关注股权多元化改制
China's top state-owned asset administrator said on Saturday that the country's state-owned enterprises brace for reforms focused on diversity of shareholding and other restructuring.
"We will further promote reforms in corporate system and shareholding system in the SOEs. Now some enterprises are not corporations because they were not registered according to relevant laws. In this case, we will diversify equities and actively promote the economic development with mixed ownership." said Xiao Yaqing, head of State Assets Admin. "We will push, forward adjustment and restructuring of the state-owned enterprises under the central government with the aim of optimizing industry layout. Last year, we re-organized 12 central SOEs and they worked well. This year we will make more efforts."
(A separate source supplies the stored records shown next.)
//! 配置管理
//!
//! 默认值 → 可选配置文件 → `SCANAHEAD_*` 环境变量，逐层覆盖。
//! 嵌套字段用双下划线分隔，例如 `SCANAHEAD_SERVER__PORT=8080`；
//! 列表字段用逗号分隔，例如 `SCANAHEAD_PROXY__ALLOWED_HOSTS=cdn.example.com,models.example.com`。

use crate::logging::LoggingConfig;
use anyhow::{anyhow, Context, Result};
use config::{Config, Environment, File};
use scanahead_database::DatabaseConfig;
use scanahead_integration::{HttpCollaboratorConfig, KiriConfig};
use scanahead_storage::{DraftSession, FileDraftStore, StorageConfig};
use scanahead_workflow::ValidationRules;
use serde::{Deserialize, Serialize};
use std::path::PathBuf;
use std::sync::Arc;
use tracing::{debug, error, info};

/// 系统完整配置
#[derive(Debug, Clone, Default, Serialize, Deserialize)]
#[serde(default)]
pub struct AppConfig {
    /// 服务器配置
    pub server: ServerConfig,
    /// 数据库配置，缺省时使用进程内记录
    pub database: Option<DatabaseConfig>,
    /// 对象存储配置
    pub storage: StorageConfig,
    /// 语音转写服务
    pub transcription: HttpCollaboratorConfig,
    /// 临床摘要服务
    pub summary: HttpCollaboratorConfig,
    /// 三维重建服务
    pub reconstruction: KiriConfig,
    /// 下载代理与转写代理
    pub proxy: ProxyConfig,
    /// 日志配置
    pub logging: LoggingConfig,
    /// 草稿存储
    pub draft: DraftConfig,
    /// 提交校验规则
    pub validation: ValidationRules,
}

/// 服务器配置
#[derive(Debug, Clone, Serialize, Deserialize)]
#[serde(default)]
pub struct ServerConfig {
    /// 监听主机
    pub host: String,
    /// 监听端口
    pub port: u16,
    /// 对外访问地址，用于拼接同源代理地址
    pub public_url: Option<String>,
    /// 允许跨域访问的来源，为空时允许任意来源
    pub cors_origins: Vec<String>,
}

impl Default for ServerConfig {
    fn default() -> Self {
        Self {
            host: "0.0.0.0".to_string(),
            port: 3001,
            public_url: None,
            cors_origins: Vec::new(),
        }
    }
}

impl ServerConfig {
    pub fn bind_address(&self) -> String {
        format!("{}:{}", self.host, self.port)
    }

    /// 服务自身的基础地址
    pub fn base_url(&self) -> String {
        match &self.public_url {
            Some(url) => url.trim_end_matches('/').to_string(),
            None => {
                let host = if self.host == "0.0.0.0" { "127.0.0.1" } else { &self.host };
                format!("http://{}:{}", host, self.port)
            }
        }
    }
}

/// 代理配置
#[derive(Debug, Clone, Serialize, Deserialize)]
#[serde(default)]
pub struct ProxyConfig {
    /// 允许下载的主机，为空时拒绝所有下载
    pub allowed_hosts: Vec<String>,
    /// 下载超时（秒）
    pub timeout_secs: u64,
    /// 转写代理的上游服务
    pub transcription: HttpCollaboratorConfig,
    /// 模型下载使用的代理地址，缺省为本服务的下载接口
    pub download_url: Option<String>,
}

impl Default for ProxyConfig {
    fn default() -> Self {
        Self {
            allowed_hosts: Vec::new(),
            timeout_secs: 120,
            transcription: HttpCollaboratorConfig::default(),
            download_url: None,
        }
    }
}

impl ProxyConfig {
    /// 主机是否在白名单中，不区分大小写
    pub fn host_allowed(&self, host: &str) -> bool {
        self.allowed_hosts
            .iter()
            .any(|allowed| allowed.trim().eq_ignore_ascii_case(host))
    }

    /// 模型下载代理地址
    pub fn download_endpoint(&self, server: &ServerConfig) -> String {
        match &self.download_url {
            Some(url) => url.clone(),
            None => format!("{}/api/reconstruction/download-zip", server.base_url()),
        }
    }
}

/// 草稿存储配置
#[derive(Debug, Clone, Serialize, Deserialize)]
#[serde(default)]
pub struct DraftConfig {
    /// 草稿文件目录
    pub dir: PathBuf,
    /// 草稿键，对应文件 `<dir>/<key>.json`
    pub key: String,
}

impl Default for DraftConfig {
    fn default() -> Self {
        Self {
            dir: PathBuf::from("./data/drafts"),
            key: "newCase".to_string(),
        }
    }
}

impl DraftConfig {
    pub fn store(&self) -> FileDraftStore {
        FileDraftStore::with_key(&self.dir, &self.key)
    }

    /// 打开草稿会话，恢复上次未提交的草稿
    pub async fn open_session(&self) -> DraftSession {
        debug!("Opening draft {} in {}", self.key, self.dir.display());
        DraftSession::open(Arc::new(self.store())).await
    }
}

impl AppConfig {
    /// 加载配置
    pub fn load(config_path: Option<&str>) -> Result<Self> {
        Self::load_with(config_path, environment())
    }

    fn load_with(config_path: Option<&str>, env: Environment) -> Result<Self> {
        let defaults = Config::try_from(&AppConfig::default())
            .context("Failed to build default configuration")?;

        let mut builder = Config::builder().add_source(defaults);
        if let Some(path) = config_path {
            builder = builder.add_source(File::with_name(path));
        }
        let settings = builder.add_source(env).build()?;

        let config: AppConfig = settings
            .try_deserialize()
            .context("Failed to deserialize configuration")?;
        config.validate()?;

        match config_path {
            Some(path) => info!("Configuration loaded from {}", path),
            None => info!("Configuration loaded from defaults and environment"),
        }
        Ok(config)
    }

    /// 校验必需的配置项
    pub fn validate(&self) -> Result<()> {
        let mut problems = Vec::new();

        if self.server.port == 0 {
            problems.push("server.port must be non-zero".to_string());
        }
        for (name, collaborator) in [
            ("transcription", &self.transcription),
            ("summary", &self.summary),
            ("proxy.transcription", &self.proxy.transcription),
        ] {
            if let Some(endpoint) = &collaborator.endpoint {
                if collaborator.is_configured() && !is_http_url(endpoint) {
                    problems.push(format!("{}.endpoint must be an http(s) URL", name));
                }
            }
            if collaborator.timeout_secs == 0 {
                problems.push(format!("{}.timeout_secs must be non-zero", name));
            }
        }
        if self.reconstruction.is_configured() && !is_http_url(&self.reconstruction.base_url) {
            problems.push("reconstruction.base_url must be an http(s) URL".to_string());
        }
        if self.validation.min_images == 0 || self.validation.min_images > self.validation.max_images {
            problems.push("validation.min_images must be between 1 and max_images".to_string());
        }
        if self.draft.key.trim().is_empty() || self.draft.key.contains(['/', '\\']) {
            problems.push("draft.key must be a plain file name".to_string());
        }
        if let Some(database) = &self.database {
            if database.url.trim().is_empty() {
                problems.push("database.url must be set".to_string());
            }
        }

        if problems.is_empty() {
            return Ok(());
        }
        for problem in &problems {
            error!("Configuration validation failed: {}", problem);
        }
        Err(anyhow!("invalid configuration: {}", problems.join("; ")))
    }
}

/// 列表字段
const LIST_KEYS: [&str; 2] = ["proxy.allowed_hosts", "server.cors_origins"];

fn environment() -> Environment {
    LIST_KEYS.iter().fold(
        Environment::with_prefix("SCANAHEAD")
            .prefix_separator("_")
            .separator("__")
            .list_separator(",")
            .try_parsing(true),
        |env, key| env.with_list_parse_key(key),
    )
}

fn is_http_url(value: &str) -> bool {
    value.starts_with("http://") || value.starts_with("https://")
}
Xiao told the press that China needs to overhaul 106 SOEs directly run by the central government, to make them more competitive and efficient. Xiao also noted that China will not allow another layoff wave like the one seen in the 1990s. Back then there were similar reforms to revitalize inefficient and overstaffed state-owned enterprises. A host of Chinese officials have been saying that the SOE reform for the next five years focuses on mergers and acquisitions and channeling private investment to the state sectors, instead of letting SOEs go bankrupt. Economists say many SOEs now have more financial resources and capable executives to make the transition less drastic and painful.